En 2007, un travailleur l'avait apostrophé au sujet des hausses de tarifs. En 2008, un retraité ulcéré lui a demandé de s'engager à démissionner s'il ne respectait pas ses promesses. Cette fois, Jean Charest n'a voulu courir aucun risque: pas de saut sans filet.

On peut compter sur les doigts d'une main les fois où le chef libéral est allé à la rencontre d'électeurs autres que ses propres militants. On a même fait tout un plat d'un premier «bain de foule» au casse-croûte Chez Ti-Oui, à Saint-Raymond-de-Portneuf!

Les journées de Jean Charest sont réglées comme du papier à musique. C'est un calque de sa campagne de 2008. Une conférence de presse en matinée, une visite d'entreprise en après-midi, un rassemblement militant le soir - le plus important a attiré environ 400 libéraux. Bref, une campagne à bas régime.

Ses sorties sont très encadrées. À Montréal comme ailleurs, il se tient loin de la rue... quitte à tenir une conférence de presse sur le toit du Palais des congrès. On s'attendait à ce que des manifestants suivent le chef libéral à la trace. Il n'en est rien. Une poignée de «carrés rouges» ici et là, sans plus. La plus grande manifestation a réuni 40 personnes... à Rouyn-Noranda!

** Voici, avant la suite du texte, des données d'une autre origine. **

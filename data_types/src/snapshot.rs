//! A point-in-time snapshot of the whole cluster configuration.

use snafu::Snafu;
use std::collections::{HashMap, HashSet};

use crate::{
    SnapshotPolicy, SnapshotPolicyId, Tenant, TenantId, TenantMembership, User, UserId, Volume,
    VolumeId,
};

/// Error for [`ConfigSnapshot`]
#[derive(Debug, Snafu)]
#[allow(missing_docs)]
pub enum Error {
    #[snafu(display("Duplicate key: {descr}"))]
    DuplicateKey { descr: String },

    #[snafu(display("Missing reference: {descr}"))]
    MissingReference { descr: String },
}

/// Result for [`ConfigSnapshot`]
pub type Result<T, E = Error> = std::result::Result<T, E>;

/// An immutable snapshot of the complete cluster configuration, stamped with
/// the remote version observed before its data was fetched.
///
/// All lookup indexes are derived at construction time in one pass; a value
/// of this type is either fully indexed and cross-reference checked, or was
/// never created. Consumers hold it behind an `Arc` and never see it change.
#[derive(Debug)]
pub struct ConfigSnapshot {
    version: u64,

    users: Vec<User>,
    tenants: Vec<Tenant>,
    memberships: Vec<TenantMembership>,
    volumes: Vec<Volume>,
    policies: Vec<SnapshotPolicy>,

    // Indexes store positions into the record vectors above.
    user_by_id: HashMap<UserId, usize>,
    user_by_login: HashMap<String, usize>,
    tenant_by_id: HashMap<TenantId, usize>,
    tenant_by_name: HashMap<String, usize>,
    users_by_tenant: HashMap<TenantId, Vec<UserId>>,
    tenant_by_user: HashMap<UserId, TenantId>,
    volume_by_id: HashMap<VolumeId, usize>,
    volume_by_name: HashMap<String, usize>,
    policy_by_id: HashMap<SnapshotPolicyId, usize>,
    policy_by_name: HashMap<String, usize>,
}

impl ConfigSnapshot {
    /// Build a snapshot from the raw record lists fetched from the remote,
    /// deriving every index and validating cross-references.
    ///
    /// Entity ids and names must be unique within their list. Memberships
    /// must reference known users and tenants, volumes a known tenant, and
    /// policy attachments a known volume. A user appearing in several
    /// memberships is permitted; the membership latest in list order wins
    /// in [`Self::tenant_of_user`].
    pub fn new(
        version: u64,
        users: Vec<User>,
        tenants: Vec<Tenant>,
        memberships: Vec<TenantMembership>,
        volumes: Vec<Volume>,
        policies: Vec<SnapshotPolicy>,
    ) -> Result<Self> {
        let mut user_by_id = HashMap::with_capacity(users.len());
        let mut user_by_login = HashMap::with_capacity(users.len());
        for (idx, user) in users.iter().enumerate() {
            if user_by_id.insert(user.id, idx).is_some() {
                return DuplicateKeySnafu {
                    descr: format!("user id {}", user.id),
                }
                .fail();
            }
            if user_by_login.insert(user.login.clone(), idx).is_some() {
                return DuplicateKeySnafu {
                    descr: format!("user login {}", user.login),
                }
                .fail();
            }
        }

        let mut tenant_by_id = HashMap::with_capacity(tenants.len());
        let mut tenant_by_name = HashMap::with_capacity(tenants.len());
        for (idx, tenant) in tenants.iter().enumerate() {
            if tenant_by_id.insert(tenant.id, idx).is_some() {
                return DuplicateKeySnafu {
                    descr: format!("tenant id {}", tenant.id),
                }
                .fail();
            }
            if tenant_by_name.insert(tenant.name.clone(), idx).is_some() {
                return DuplicateKeySnafu {
                    descr: format!("tenant name {}", tenant.name),
                }
                .fail();
            }
        }

        let mut users_by_tenant: HashMap<TenantId, Vec<UserId>> = HashMap::new();
        let mut tenant_by_user = HashMap::new();
        let mut seen = HashSet::with_capacity(memberships.len());
        for membership in &memberships {
            if !tenant_by_id.contains_key(&membership.tenant_id) {
                return MissingReferenceSnafu {
                    descr: format!(
                        "membership references unknown tenant {}",
                        membership.tenant_id
                    ),
                }
                .fail();
            }
            if !user_by_id.contains_key(&membership.user_id) {
                return MissingReferenceSnafu {
                    descr: format!("membership references unknown user {}", membership.user_id),
                }
                .fail();
            }
            if seen.insert((membership.tenant_id, membership.user_id)) {
                users_by_tenant
                    .entry(membership.tenant_id)
                    .or_default()
                    .push(membership.user_id);
            }
            // Last write wins for the scalar reverse mapping.
            tenant_by_user.insert(membership.user_id, membership.tenant_id);
        }

        let mut volume_by_id = HashMap::with_capacity(volumes.len());
        let mut volume_by_name = HashMap::with_capacity(volumes.len());
        for (idx, volume) in volumes.iter().enumerate() {
            if volume_by_id.insert(volume.id, idx).is_some() {
                return DuplicateKeySnafu {
                    descr: format!("volume id {}", volume.id),
                }
                .fail();
            }
            if volume_by_name.insert(volume.name.clone(), idx).is_some() {
                return DuplicateKeySnafu {
                    descr: format!("volume name {}", volume.name),
                }
                .fail();
            }
            if !tenant_by_id.contains_key(&volume.tenant_id) {
                return MissingReferenceSnafu {
                    descr: format!(
                        "volume {} references unknown tenant {}",
                        volume.name, volume.tenant_id
                    ),
                }
                .fail();
            }
        }

        let mut policy_by_id = HashMap::with_capacity(policies.len());
        let mut policy_by_name = HashMap::with_capacity(policies.len());
        for (idx, policy) in policies.iter().enumerate() {
            if policy_by_id.insert(policy.id, idx).is_some() {
                return DuplicateKeySnafu {
                    descr: format!("snapshot policy id {}", policy.id),
                }
                .fail();
            }
            if policy_by_name.insert(policy.name.clone(), idx).is_some() {
                return DuplicateKeySnafu {
                    descr: format!("snapshot policy name {}", policy.name),
                }
                .fail();
            }
            for volume_id in &policy.volume_ids {
                if !volume_by_id.contains_key(volume_id) {
                    return MissingReferenceSnafu {
                        descr: format!(
                            "snapshot policy {} references unknown volume {}",
                            policy.name, volume_id
                        ),
                    }
                    .fail();
                }
            }
        }

        Ok(Self {
            version,
            users,
            tenants,
            memberships,
            volumes,
            policies,
            user_by_id,
            user_by_login,
            tenant_by_id,
            tenant_by_name,
            users_by_tenant,
            tenant_by_user,
            volume_by_id,
            volume_by_name,
            policy_by_id,
            policy_by_name,
        })
    }

    /// The remote configuration version this snapshot was stamped with.
    ///
    /// The stamp was taken before any data was fetched, so it can only
    /// under-report: a concurrent mutation makes the snapshot look older
    /// than it is and triggers a spurious refresh, never a missed one.
    pub fn version(&self) -> u64 {
        self.version
    }

    /// Look up a user by id.
    pub fn user_by_id(&self, id: UserId) -> Option<&User> {
        self.user_by_id.get(&id).map(|idx| &self.users[*idx])
    }

    /// Look up a user by login name.
    pub fn user_by_login(&self, login: &str) -> Option<&User> {
        self.user_by_login.get(login).map(|idx| &self.users[*idx])
    }

    /// Look up a tenant by id.
    pub fn tenant_by_id(&self, id: TenantId) -> Option<&Tenant> {
        self.tenant_by_id.get(&id).map(|idx| &self.tenants[*idx])
    }

    /// Look up a tenant by name.
    pub fn tenant_by_name(&self, name: &str) -> Option<&Tenant> {
        self.tenant_by_name.get(name).map(|idx| &self.tenants[*idx])
    }

    /// All member users of a tenant, in membership list order, deduplicated.
    pub fn users_of_tenant(&self, id: TenantId) -> &[UserId] {
        self.users_by_tenant
            .get(&id)
            .map(|users| users.as_slice())
            .unwrap_or_default()
    }

    /// The tenant a user belongs to.
    ///
    /// When memberships place a user in several tenants, the membership
    /// latest in list order wins.
    pub fn tenant_of_user(&self, id: UserId) -> Option<TenantId> {
        self.tenant_by_user.get(&id).copied()
    }

    /// Look up a volume by id.
    pub fn volume_by_id(&self, id: VolumeId) -> Option<&Volume> {
        self.volume_by_id.get(&id).map(|idx| &self.volumes[*idx])
    }

    /// Look up a volume by name.
    pub fn volume_by_name(&self, name: &str) -> Option<&Volume> {
        self.volume_by_name.get(name).map(|idx| &self.volumes[*idx])
    }

    /// Look up a snapshot policy by id.
    pub fn policy_by_id(&self, id: SnapshotPolicyId) -> Option<&SnapshotPolicy> {
        self.policy_by_id.get(&id).map(|idx| &self.policies[*idx])
    }

    /// Look up a snapshot policy by name.
    pub fn policy_by_name(&self, name: &str) -> Option<&SnapshotPolicy> {
        self.policy_by_name.get(name).map(|idx| &self.policies[*idx])
    }

    /// All users, in fetch order.
    pub fn users(&self) -> &[User] {
        &self.users
    }

    /// All tenants, in fetch order.
    pub fn tenants(&self) -> &[Tenant] {
        &self.tenants
    }

    /// All memberships, in fetch order.
    pub fn memberships(&self) -> &[TenantMembership] {
        &self.memberships
    }

    /// All volumes, in fetch order.
    pub fn volumes(&self) -> &[Volume] {
        &self.volumes
    }

    /// All snapshot policies, in fetch order.
    pub fn policies(&self) -> &[SnapshotPolicy] {
        &self.policies
    }
}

Jean Charest voulait faire de ces élections un référendum sur le conflit étudiant. Aujourd'hui, avec la trêve que semblent observer les étudiants et la rentrée qui s'opère paisiblement, cette question n'est à peu près plus sur l'écran radar. Ce n'est pas pour rien s'il s'était fait aussi insistant devant les jeunes militants de son parti à Victoriaville, théâtre de violentes émeutes au printemps: «On ne peut pas oublier, il ne faut pas oublier l'épisode triste» du printemps, avait-il martelé.

La stratégie de Jean Charest est plutôt défensive. Il a passé une grande partie de sa campagne dans la région de Québec. Il surveille son propre fief de près: il s'est rendu à Sherbrooke trois fois - autant que durant toute la campagne de 2008!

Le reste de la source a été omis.